Segment Start: Dataset extract

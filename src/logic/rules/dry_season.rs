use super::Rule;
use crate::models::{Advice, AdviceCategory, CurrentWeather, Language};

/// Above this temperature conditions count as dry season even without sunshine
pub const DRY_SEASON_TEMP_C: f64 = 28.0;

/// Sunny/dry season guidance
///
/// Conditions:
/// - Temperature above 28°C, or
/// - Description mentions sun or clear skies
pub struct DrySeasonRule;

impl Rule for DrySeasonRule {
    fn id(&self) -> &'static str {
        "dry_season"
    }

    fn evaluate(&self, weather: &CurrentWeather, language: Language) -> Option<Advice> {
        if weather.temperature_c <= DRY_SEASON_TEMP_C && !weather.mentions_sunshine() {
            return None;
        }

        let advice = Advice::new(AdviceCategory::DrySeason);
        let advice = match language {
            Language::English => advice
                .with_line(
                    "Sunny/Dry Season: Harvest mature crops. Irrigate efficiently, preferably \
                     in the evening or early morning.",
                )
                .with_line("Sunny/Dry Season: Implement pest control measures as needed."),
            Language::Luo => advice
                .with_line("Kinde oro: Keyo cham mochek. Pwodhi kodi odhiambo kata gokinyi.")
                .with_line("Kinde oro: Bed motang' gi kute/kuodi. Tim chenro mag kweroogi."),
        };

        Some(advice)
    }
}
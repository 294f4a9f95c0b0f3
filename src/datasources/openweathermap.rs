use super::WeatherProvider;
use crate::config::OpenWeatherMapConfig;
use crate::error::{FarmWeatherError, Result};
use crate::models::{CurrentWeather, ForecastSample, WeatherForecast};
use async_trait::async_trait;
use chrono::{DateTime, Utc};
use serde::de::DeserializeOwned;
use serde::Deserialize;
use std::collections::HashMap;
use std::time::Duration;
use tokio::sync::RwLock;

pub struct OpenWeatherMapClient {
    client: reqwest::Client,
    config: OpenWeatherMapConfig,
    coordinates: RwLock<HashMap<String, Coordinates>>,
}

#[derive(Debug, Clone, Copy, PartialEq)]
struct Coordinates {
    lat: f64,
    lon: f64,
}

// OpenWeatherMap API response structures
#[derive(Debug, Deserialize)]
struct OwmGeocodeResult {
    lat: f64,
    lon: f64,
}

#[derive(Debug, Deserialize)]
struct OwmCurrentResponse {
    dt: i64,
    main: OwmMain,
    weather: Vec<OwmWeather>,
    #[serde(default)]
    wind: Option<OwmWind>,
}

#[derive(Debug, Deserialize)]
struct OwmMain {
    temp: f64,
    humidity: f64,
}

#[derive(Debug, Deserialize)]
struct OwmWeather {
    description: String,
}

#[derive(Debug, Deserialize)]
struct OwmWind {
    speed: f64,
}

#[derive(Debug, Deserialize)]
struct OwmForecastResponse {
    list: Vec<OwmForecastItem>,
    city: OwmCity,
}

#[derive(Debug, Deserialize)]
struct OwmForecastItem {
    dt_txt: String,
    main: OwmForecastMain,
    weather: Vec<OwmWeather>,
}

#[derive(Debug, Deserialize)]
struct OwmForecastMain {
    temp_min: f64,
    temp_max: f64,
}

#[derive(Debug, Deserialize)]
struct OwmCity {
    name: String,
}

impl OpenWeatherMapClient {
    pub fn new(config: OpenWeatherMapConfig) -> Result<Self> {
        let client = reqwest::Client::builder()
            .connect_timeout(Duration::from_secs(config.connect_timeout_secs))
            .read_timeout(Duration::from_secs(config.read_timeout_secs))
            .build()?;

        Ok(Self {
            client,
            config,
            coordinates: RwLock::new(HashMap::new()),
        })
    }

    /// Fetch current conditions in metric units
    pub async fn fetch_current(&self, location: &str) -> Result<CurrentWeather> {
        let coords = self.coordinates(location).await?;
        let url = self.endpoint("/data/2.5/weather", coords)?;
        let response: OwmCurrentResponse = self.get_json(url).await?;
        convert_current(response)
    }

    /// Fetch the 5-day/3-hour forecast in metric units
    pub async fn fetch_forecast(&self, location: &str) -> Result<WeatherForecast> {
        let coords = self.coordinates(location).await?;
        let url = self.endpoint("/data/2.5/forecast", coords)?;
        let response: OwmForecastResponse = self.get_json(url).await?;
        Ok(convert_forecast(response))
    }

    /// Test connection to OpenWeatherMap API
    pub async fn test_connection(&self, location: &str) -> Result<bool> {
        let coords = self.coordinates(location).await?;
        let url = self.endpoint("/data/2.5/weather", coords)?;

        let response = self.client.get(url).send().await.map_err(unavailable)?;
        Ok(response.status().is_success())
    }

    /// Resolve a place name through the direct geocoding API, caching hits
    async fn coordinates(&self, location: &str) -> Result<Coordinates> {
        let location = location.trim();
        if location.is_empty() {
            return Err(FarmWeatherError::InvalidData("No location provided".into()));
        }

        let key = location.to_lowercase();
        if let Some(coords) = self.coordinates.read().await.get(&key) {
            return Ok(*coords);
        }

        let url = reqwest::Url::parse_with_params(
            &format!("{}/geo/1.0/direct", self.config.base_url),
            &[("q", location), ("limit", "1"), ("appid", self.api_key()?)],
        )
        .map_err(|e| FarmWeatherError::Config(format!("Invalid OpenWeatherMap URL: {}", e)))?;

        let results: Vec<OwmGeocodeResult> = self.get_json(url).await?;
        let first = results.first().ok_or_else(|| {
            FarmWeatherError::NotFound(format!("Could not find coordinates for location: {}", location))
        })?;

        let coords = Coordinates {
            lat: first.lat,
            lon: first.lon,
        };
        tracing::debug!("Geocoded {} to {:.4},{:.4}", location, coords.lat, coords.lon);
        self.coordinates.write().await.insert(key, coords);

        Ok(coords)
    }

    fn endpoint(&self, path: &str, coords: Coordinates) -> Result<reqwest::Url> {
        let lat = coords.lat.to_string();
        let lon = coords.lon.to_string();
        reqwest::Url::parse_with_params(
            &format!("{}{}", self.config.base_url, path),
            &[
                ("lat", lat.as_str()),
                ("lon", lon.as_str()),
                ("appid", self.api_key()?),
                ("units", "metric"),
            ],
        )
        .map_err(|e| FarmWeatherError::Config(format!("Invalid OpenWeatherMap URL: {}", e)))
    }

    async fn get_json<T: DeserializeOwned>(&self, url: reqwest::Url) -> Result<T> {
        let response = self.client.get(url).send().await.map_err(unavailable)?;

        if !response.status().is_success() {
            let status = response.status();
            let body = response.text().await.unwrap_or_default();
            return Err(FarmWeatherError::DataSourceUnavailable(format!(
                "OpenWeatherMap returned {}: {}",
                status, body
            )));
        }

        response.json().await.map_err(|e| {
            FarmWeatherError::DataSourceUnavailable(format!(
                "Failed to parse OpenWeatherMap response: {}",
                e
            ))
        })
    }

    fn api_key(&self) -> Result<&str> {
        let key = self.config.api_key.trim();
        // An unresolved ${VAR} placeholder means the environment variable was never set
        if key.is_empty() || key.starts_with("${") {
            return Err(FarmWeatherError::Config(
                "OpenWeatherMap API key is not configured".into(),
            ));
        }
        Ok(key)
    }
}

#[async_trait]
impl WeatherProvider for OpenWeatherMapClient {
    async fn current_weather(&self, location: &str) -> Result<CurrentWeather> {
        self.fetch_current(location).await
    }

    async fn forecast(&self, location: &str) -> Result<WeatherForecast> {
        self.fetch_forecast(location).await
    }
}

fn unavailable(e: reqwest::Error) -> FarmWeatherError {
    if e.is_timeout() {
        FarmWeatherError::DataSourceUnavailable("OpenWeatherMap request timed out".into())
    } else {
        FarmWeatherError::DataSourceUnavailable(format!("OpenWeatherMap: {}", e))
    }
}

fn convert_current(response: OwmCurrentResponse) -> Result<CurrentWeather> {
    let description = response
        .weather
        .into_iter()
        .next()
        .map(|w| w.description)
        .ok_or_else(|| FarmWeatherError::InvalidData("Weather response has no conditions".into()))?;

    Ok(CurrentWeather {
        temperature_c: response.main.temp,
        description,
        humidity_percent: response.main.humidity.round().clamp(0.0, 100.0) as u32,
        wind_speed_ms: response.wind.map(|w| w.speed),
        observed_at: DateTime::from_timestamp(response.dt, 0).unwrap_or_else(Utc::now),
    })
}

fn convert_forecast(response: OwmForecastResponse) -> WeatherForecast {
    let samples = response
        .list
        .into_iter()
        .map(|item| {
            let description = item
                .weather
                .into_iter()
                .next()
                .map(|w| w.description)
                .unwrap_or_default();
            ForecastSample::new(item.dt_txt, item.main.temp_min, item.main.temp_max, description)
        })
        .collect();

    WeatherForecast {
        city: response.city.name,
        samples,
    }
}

Segment End: Dataset extract

▶ **Aim of the exercise**: Could you retype exactly the lines from the first one of the records through the line containing "fn id(&self) ->", both included, and nothing more?

▶ **Finished exercise**:
filename src/logic/rules/dry_season.rs
use super::Rule;
use crate::models::{Advice, AdviceCategory, CurrentWeather, Language};

/// Above this temperature conditions count as dry season even without sunshine
pub const DRY_SEASON_TEMP_C: f64 = 28.0;

/// Sunny/dry season guidance
///
/// Conditions:
/// - Temperature above 28°C, or
/// - Description mentions sun or clear skies
pub struct DrySeasonRule;

impl Rule for DrySeasonRule {
    fn id(&self) -> &'static str {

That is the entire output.